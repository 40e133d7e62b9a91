//! Amount type for handling monetary values written in the pt-BR locale.
//!
//! This module provides the `Amount` type which wraps `Decimal` and handles parsing values that use
//! a comma as the decimal separator, e.g. `1234,56`. Parsing never fails: text that does not start
//! with a number becomes zero.

use rust_decimal::prelude::ToPrimitive;
use rust_decimal::Decimal;
use serde::{Deserialize, Deserializer, Serialize, Serializer};
use std::convert::Infallible;
use std::fmt;
use std::iter::Sum;
use std::ops::Add;
use std::str::FromStr;

/// Parses a locale-formatted number into a `Decimal`.
///
/// The first comma is treated as the decimal separator and replaced with a period, then the
/// longest leading numeric prefix is parsed, so `"12abc"` is `12`. Empty strings, stray text and
/// values that cannot be represented all become zero.
///
/// Values outside the range of `Decimal` (about ±7.9e28), such as `"1e30"`, cannot be represented
/// and also become zero.
///
/// ```
/// # use cash_audit::model::parse_locale_number;
/// # use rust_decimal::Decimal;
/// # use std::str::FromStr;
/// assert_eq!(parse_locale_number("1234,56"), Decimal::from_str("1234.56").unwrap());
/// assert_eq!(parse_locale_number(""), Decimal::ZERO);
/// assert_eq!(parse_locale_number("n/a"), Decimal::ZERO);
/// ```
pub fn parse_locale_number(raw: &str) -> Decimal {
    let replaced = raw.replacen(',', ".", 1);
    float_prefix(&replaced).unwrap_or(Decimal::ZERO)
}

/// Scans the leading `[+-]digits[.digits][e[+-]digits]` of `s`, ignoring leading whitespace.
fn float_prefix(s: &str) -> Option<Decimal> {
    let s = s.trim_start();
    let bytes = s.as_bytes();
    let mut i = 0;
    let mut negative = false;

    if let Some(&sign) = bytes.first() {
        if sign == b'-' || sign == b'+' {
            negative = sign == b'-';
            i += 1;
        }
    }

    let int_start = i;
    while i < bytes.len() && bytes[i].is_ascii_digit() {
        i += 1;
    }
    let int_digits = &s[int_start..i];

    let mut frac_digits = "";
    if i < bytes.len() && bytes[i] == b'.' {
        let frac_start = i + 1;
        let mut j = frac_start;
        while j < bytes.len() && bytes[j].is_ascii_digit() {
            j += 1;
        }
        frac_digits = &s[frac_start..j];
        i = j;
    }

    if int_digits.is_empty() && frac_digits.is_empty() {
        return None;
    }

    let mut mantissa = String::with_capacity(i + 2);
    if negative {
        mantissa.push('-');
    }
    mantissa.push_str(if int_digits.is_empty() { "0" } else { int_digits });
    if !frac_digits.is_empty() {
        mantissa.push('.');
        mantissa.push_str(frac_digits);
    }

    match exponent(&s[i..]) {
        Some(exp) => Decimal::from_scientific(&format!("{mantissa}e{exp}")).ok(),
        None => Decimal::from_str(&mantissa).ok(),
    }
}

/// Returns the exponent if `rest` starts with a complete `e[+-]digits` suffix.
fn exponent(rest: &str) -> Option<&str> {
    let after_e = rest.strip_prefix(['e', 'E'])?;
    let unsigned = after_e.strip_prefix(['-', '+']).unwrap_or(after_e);
    let digits = unsigned.bytes().take_while(u8::is_ascii_digit).count();
    if digits == 0 {
        return None;
    }
    let sign_len = after_e.len() - unsigned.len();
    Some(&after_e[..sign_len + digits])
}

/// Represents a monetary value in Brazilian reais.
///
/// `Display` renders the value the way operators read it on the dashboard, e.g. `R$ 1.234,56`,
/// while serialization uses the plain decimal text (`1234.56`) so that the value survives a round
/// trip through JSON without locale concerns.
///
/// ```
/// # use cash_audit::model::Amount;
/// # use std::str::FromStr;
/// let amount = Amount::from_str("-1234,5").unwrap();
/// assert_eq!(amount.to_string(), "-R$ 1.234,50");
/// ```
#[derive(Debug, Clone, Copy, PartialEq, Eq, PartialOrd, Ord, Hash, Default)]
pub struct Amount(Decimal);

impl Amount {
    pub const ZERO: Amount = Amount(Decimal::ZERO);

    /// Creates a new Amount from a Decimal value.
    pub const fn new(value: Decimal) -> Self {
        Self(value)
    }

    /// Returns the underlying Decimal value.
    pub fn value(&self) -> Decimal {
        self.0
    }

    /// Returns true if the amount is zero.
    pub fn is_zero(&self) -> bool {
        self.0.is_zero()
    }

    /// Returns true if the amount is negative.
    pub fn is_negative(&self) -> bool {
        !self.is_zero() && self.0.is_sign_negative()
    }
}

impl FromStr for Amount {
    type Err = Infallible;

    fn from_str(s: &str) -> Result<Self, Self::Err> {
        Ok(Amount(parse_locale_number(s)))
    }
}

impl fmt::Display for Amount {
    fn fmt(&self, f: &mut fmt::Formatter<'_>) -> fmt::Result {
        let rounded = self.0.round_dp(2);
        let sign = if !rounded.is_zero() && rounded.is_sign_negative() {
            "-"
        } else {
            ""
        };
        let us = format_num::format_num!(",.2", rounded.abs().to_f64().unwrap_or_default());
        // Swap the separators: 1,234.56 -> 1.234,56
        let br: String = us
            .chars()
            .map(|c| match c {
                ',' => '.',
                '.' => ',',
                other => other,
            })
            .collect();
        write!(f, "{sign}R$ {br}")
    }
}

impl Serialize for Amount {
    fn serialize<S>(&self, serializer: S) -> Result<S::Ok, S::Error>
    where
        S: Serializer,
    {
        serializer.serialize_str(&self.0.normalize().to_string())
    }
}

impl<'de> Deserialize<'de> for Amount {
    fn deserialize<D>(deserializer: D) -> Result<Self, D::Error>
    where
        D: Deserializer<'de>,
    {
        let s = String::deserialize(deserializer)?;
        Ok(Amount(parse_locale_number(&s)))
    }
}

impl From<Decimal> for Amount {
    fn from(value: Decimal) -> Self {
        Amount::new(value)
    }
}

impl From<Amount> for Decimal {
    fn from(amount: Amount) -> Self {
        amount.value()
    }
}

impl Add for Amount {
    type Output = Amount;

    fn add(self, rhs: Amount) -> Self::Output {
        Amount(self.0 + rhs.0)
    }
}

impl Sum for Amount {
    fn sum<I: Iterator<Item = Amount>>(iter: I) -> Self {
        iter.fold(Amount::ZERO, Add::add)
    }
}

impl<'a> Sum<&'a Amount> for Amount {
    fn sum<I: Iterator<Item = &'a Amount>>(iter: I) -> Self {
        iter.copied().sum()
    }
}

==*==

◆ REQUIREMENT
Repeat the entries above verbatim, but only from the line that has "mantissa.push_str(frac_digits);" down to the line that has "pub const ZERO: Amount", inclusive.

◆ FINISHED EXERCISE
        mantissa.push_str(frac_digits);
    }

    match exponent(&s[i..]) {
        Some(exp) => Decimal::from_scientific(&format!("{mantissa}e{exp}")).ok(),
        None => Decimal::from_str(&mantissa).ok(),
    }
}

/// Returns the exponent if `rest` starts with a complete `e[+-]digits` suffix.
fn exponent(rest: &str) -> Option<&str> {
    let after_e = rest.strip_prefix(['e', 'E'])?;
    let unsigned = after_e.strip_prefix(['-', '+']).unwrap_or(after_e);
    let digits = unsigned.bytes().take_while(u8::is_ascii_digit).count();
    if digits == 0 {
        return None;
    }
    let sign_len = after_e.len() - unsigned.len();
    Some(&after_e[..sign_len + digits])
}

/// Represents a monetary value in Brazilian reais.
///
/// `Display` renders the value the way operators read it on the dashboard, e.g. `R$ 1.234,56`,
/// while serialization uses the plain decimal text (`1234.56`) so that the value survives a round
/// trip through JSON without locale concerns.
///
/// ```
/// # use cash_audit::model::Amount;
/// # use std::str::FromStr;
/// let amount = Amount::from_str("-1234,5").unwrap();
/// assert_eq!(amount.to_string(), "-R$ 1.234,50");
/// ```
#[derive(Debug, Clone, Copy, PartialEq, Eq, PartialOrd, Ord, Hash, Default)]
pub struct Amount(Decimal);

impl Amount {
    pub const ZERO: Amount = Amount(Decimal::ZERO);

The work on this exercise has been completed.